DOI: https://doi.org/10.15368/theses.2020.91
Available at: https://digitalcommons.calpoly.edu/theses/2187
Date of Award
8-2020
Degree Name
MS in Biological Sciences
Department/Program
Biological Sciences
College
College of Science and Mathematics
Advisor
Clinton Francis
Advisor Department
Biological Sciences
Advisor College
College of Science and Mathematics
Abstract
Sensory pollution from artificial night-lighting and anthropogenic noise have increased at a dramatic rate over the last several decades. Alterations to the sensory environment have been found to affect wildlife in a wide variety of ways including behavioral changes, physiological responses, changes in species interactions, and altered community structure. Increased levels of light and noise pollution can originate from many sources including roads, energy development and infrastructure, and urbanization. Even remote or protected areas are not immune to the effects of increased sensory disturbances with 63 percent of protected areas within the United States found to have been exposed to a doubling of background noise levels due to anthropogenic activity and skyglow, the scattering of artificial light by the atmosphere, extending hundreds of kilometers from the source. Despite a large body of work investigating the effects of light or noise pollution acting alone, relatively few studies have examined the effects of both stimuli acting together even though they frequently co-occur. Better understanding how these stressors, especially when present simultaneously, are affecting ecosystems is critical to ongoing mitigation and conservation efforts.

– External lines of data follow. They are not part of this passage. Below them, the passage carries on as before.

//! Sitemap generation
//!
//! Pages of at most `sitemap.max_url_count` URLs are rendered into the cache
//! under `sitemap:<n>` (from 1), the index pointing at them under `sitemap:0`.

use crate::cache::{keys, Cache};
use crate::config::AppConfig;
use crate::db::models::{CommunityEntity, PidColumn, PidEntity, PidStatus, RecordEntity};
use crate::errors::Result;
use crate::serializers::XmlBuilder;
use crate::services::Services;
use chrono::SecondsFormat;
use sea_orm::{ColumnTrait, ConnectionTrait, EntityTrait, QueryFilter, QueryOrder};
use std::collections::HashMap;
use tracing::{info, instrument};

const SITEMAP_NS: &str = "http://www.sitemaps.org/schemas/sitemap/0.9";

/// Community pages listed for every community
const COMMUNITY_PAGES: &[&str] = &["", "search", "about"];

#[derive(Debug, Clone, PartialEq, Eq)]
pub struct SitemapUrl {
    pub loc: String,
    pub lastmod: Option<String>,
}

fn base_url(config: &AppConfig) -> String {
    format!("{}://{}", config.sitemap.url_scheme, config.site.host)
}

/// Every URL listed in the sitemap: registered records, then communities
pub async fn collect_urls<C: ConnectionTrait>(db: &C, config: &AppConfig) -> Result<Vec<SitemapUrl>> {
    let base = base_url(config);
    let mut urls = Vec::new();

    let pids = PidEntity::find()
        .filter(PidColumn::PidType.eq("recid"))
        .filter(PidColumn::Status.eq(PidStatus::Registered.as_code()))
        .order_by_asc(PidColumn::Id)
        .all(db)
        .await?;
    let ids: Vec<_> = pids.iter().filter_map(|p| p.object_uuid).collect();
    let updated: HashMap<_, _> = RecordEntity::find()
        .filter(crate::db::models::RecordColumn::Id.is_in(ids))
        .all(db)
        .await?
        .into_iter()
        .map(|r| (r.id, r.updated))
        .collect();

    for pid in pids {
        let Some(lastmod) = pid.object_uuid.and_then(|id| updated.get(&id)) else {
            continue;
        };
        urls.push(SitemapUrl {
            loc: format!("{}/record/{}", base, pid.pid_value),
            lastmod: Some(lastmod.to_rfc3339_opts(SecondsFormat::Secs, true)),
        });
    }

    for community in CommunityEntity::find().all(db).await? {
        let lastmod = community.updated.to_rfc3339_opts(SecondsFormat::Secs, true);
        for page in COMMUNITY_PAGES {
            let loc = if page.is_empty() {
                format!("{}/communities/{}/", base, community.id)
            } else {
                format!("{}/communities/{}/{}/", base, community.id, page)
            };
            urls.push(SitemapUrl {
                loc,
                lastmod: Some(lastmod.clone()),
            });
        }
    }

    Ok(urls)
}

pub fn render_page(urls: &[SitemapUrl]) -> String {
    let mut xml = XmlBuilder::new().declaration();
    xml.open("urlset", &[("xmlns", SITEMAP_NS)]);
    for url in urls {
        xml.open("url", &[]).leaf("loc", &[], &url.loc);
        if let Some(lastmod) = &url.lastmod {
            xml.leaf("lastmod", &[], lastmod);
        }
        xml.close("url");
    }
    xml.close("urlset");
    xml.finish()
}

pub fn render_index(config: &AppConfig, pages: usize) -> String {
    let base = base_url(config);
    let mut xml = XmlBuilder::new().declaration();
    xml.open("sitemapindex", &[("xmlns", SITEMAP_NS)]);
    for page in 1..=pages {
        xml.open("sitemap", &[])
            .leaf("loc", &[], &format!("{}/sitemap{}.xml", base, page))
            .close("sitemap");
    }
    xml.close("sitemapindex");
    xml.finish()
}

/// Rebuild every page and the index; returns the page count
#[instrument(skip(services))]
pub async fn update_sitemap(services: &Services) -> Result<usize> {
    let config = &services.config;
    let urls = collect_urls(services.db.read(), config).await?;
    let ttl = config.tasks.sitemap_interval_secs.saturating_mul(2);
    let cache = &services.cache;

    let mut pages = 0;
    for chunk in urls.chunks(config.sitemap.max_url_count.max(1)) {
        pages += 1;
        cache.set_with_ttl(&keys::sitemap_page(pages), &render_page(chunk), ttl).await?;
    }
    cache.set_with_ttl(&keys::sitemap_page(0), &render_index(config, pages), ttl).await?;

    // Pages left over from a larger sitemap
    let mut stale = pages + 1;
    while cache.delete(&keys::sitemap_page(stale)).await? {
        stale += 1;
    }

    info!(urls = urls.len(), pages, "Sitemap updated");
    Ok(pages)
}

/// Cached page; 0 is the index
pub async fn page(cache: &Cache, page: usize) -> Result<Option<String>> {
    cache.get(&keys::sitemap_page(page)).await
}

#[cfg(test)]
mod tests {
    use super::*;
    use crate::communities::create_community;
    use crate::deposit::{ensure_user, Actor};
    use crate::pidstore::NewPid;
    use crate::records::{self, RECORD_OBJECT_TYPE};
    use serde_json::json;
    use uuid::Uuid;

    #[test]
    fn test_render_page() {
        let xml = render_page(&[SitemapUrl {
            loc: "https://zenodo.org/record/1?a=1&b=2".into(),
            lastmod: None,
        }]);
        assert!(xml.starts_with("<?xml"));
        assert!(xml.contains("<loc>https://zenodo.org/record/1?a=1&amp;b=2</loc>"));
        assert!(!xml.contains("lastmod"));
    }

    #[tokio::test]
    async fn test_update_sitemap() {
        let mut config = AppConfig::default();
        config.sitemap.max_url_count = 2;
        let services = Services::in_memory().await.unwrap().with_config(config);
        let db = services.db.write();

        for recid in ["1", "2", "3"] {
            let record = records::create(db, Uuid::new_v4(), json!({"recid": recid})).await.unwrap();
            services
                .pids
                .create(
                    db,
                    NewPid::new("recid", recid)
                        .status(PidStatus::Registered)
                        .object(RECORD_OBJECT_TYPE, record.id),
                )
                .await
                .unwrap();
        }
        // Reserved identifiers are not listed
        services
            .pids
            .create(db, NewPid::new("recid", "4").status(PidStatus::Reserved))
            .await
            .unwrap();
        ensure_user(db, &Actor::user(1, "c@example.org")).await.unwrap();
        create_community(db, "c1", "C1", 1).await.unwrap();

        let urls = collect_urls(db, &services.config).await.unwrap();
        assert_eq!(urls.len(), 6);
        assert_eq!(urls[0].loc, "https://zenodo.org/record/1");
        assert_eq!(urls[3].loc, "https://zenodo.org/communities/c1/");

        assert_eq!(update_sitemap(&services).await.unwrap(), 3);
        let index = page(&services.cache, 0).await.unwrap().unwrap();
        assert!(index.contains("<loc>https://zenodo.org/sitemap3.xml</loc>"));
        let second = page(&services.cache, 2).await.unwrap().unwrap();
        assert!(second.contains("/record/3"));
        assert!(page(&services.cache, 4).await.unwrap().is_none());
    }
}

In Chapter 1, we investigated the effects of increased levels of light and noise pollution, both singularly and in tandem, on pinyon mouse (Peromyscus truei) activity and body condition. Using a full factorial study design allowed us to isolate the effects of both stimuli when acting alone as well as any potential interactions between the two when both were present. We used standard trapping methods across a gradient of light, noise, and both combined while also accounting for variations in moonlight, vegetative structure, and weather. We found that an increased level of artificial night-lighting resulted in lower trap success of pinyon mice while there was no effect of noise on trap success. There was no effect of elevated light levels on body condition but there was a negative effect of noise on body condition early in the season. Later in the season, neither light nor noise influenced body condition. No interactive effects between light and noise were found.
In Chapter 2, we studied the effects of anthropogenic light and noise, singularly and in tandem, on species richness and community structure using camera traps in a manipulative field experiment. We investigated these effects at both the species level and the taxonomic level (nocturnal mammals, diurnal mammals, lagomorphs, birds, mesocarnivores, and ungulates). We showed that both light and noise pollution did alter species richness and that these effects can differ depending on the scale of observation. Increased levels of night-lighting had a scale-dependent effect on species richness such that increases in light levels had a negative effect on richness at the camera level, but light-treated sites had the highest estimated cumulative richness. In contrast, noise was found to have a negative effect on richness for birds. When both stimuli were present, the addition of night-lighting mitigated the effects of noise for birds. For community structure, noise-treated sites were the most dissimilar from other treatments, indicating that increased levels of anthropogenic noise likely have the largest effect on community structure in this study. We also found evidence of a possible rescue effect of light that counteracts the negative effect of noise. That is, combined treatment sites were significantly dissimilar from both light and noise sites but not from the control sites.
Together, our results provide evidence that alterations to the sensory environment from anthropogenic activity can affect wild animal populations in multiple ways. As human development increases to meet the demands of growing human populations, more ecosystems will be exposed to increased levels of sensory disturbance, making the understanding of how these changes affect wildlife critical to ongoing conservation efforts.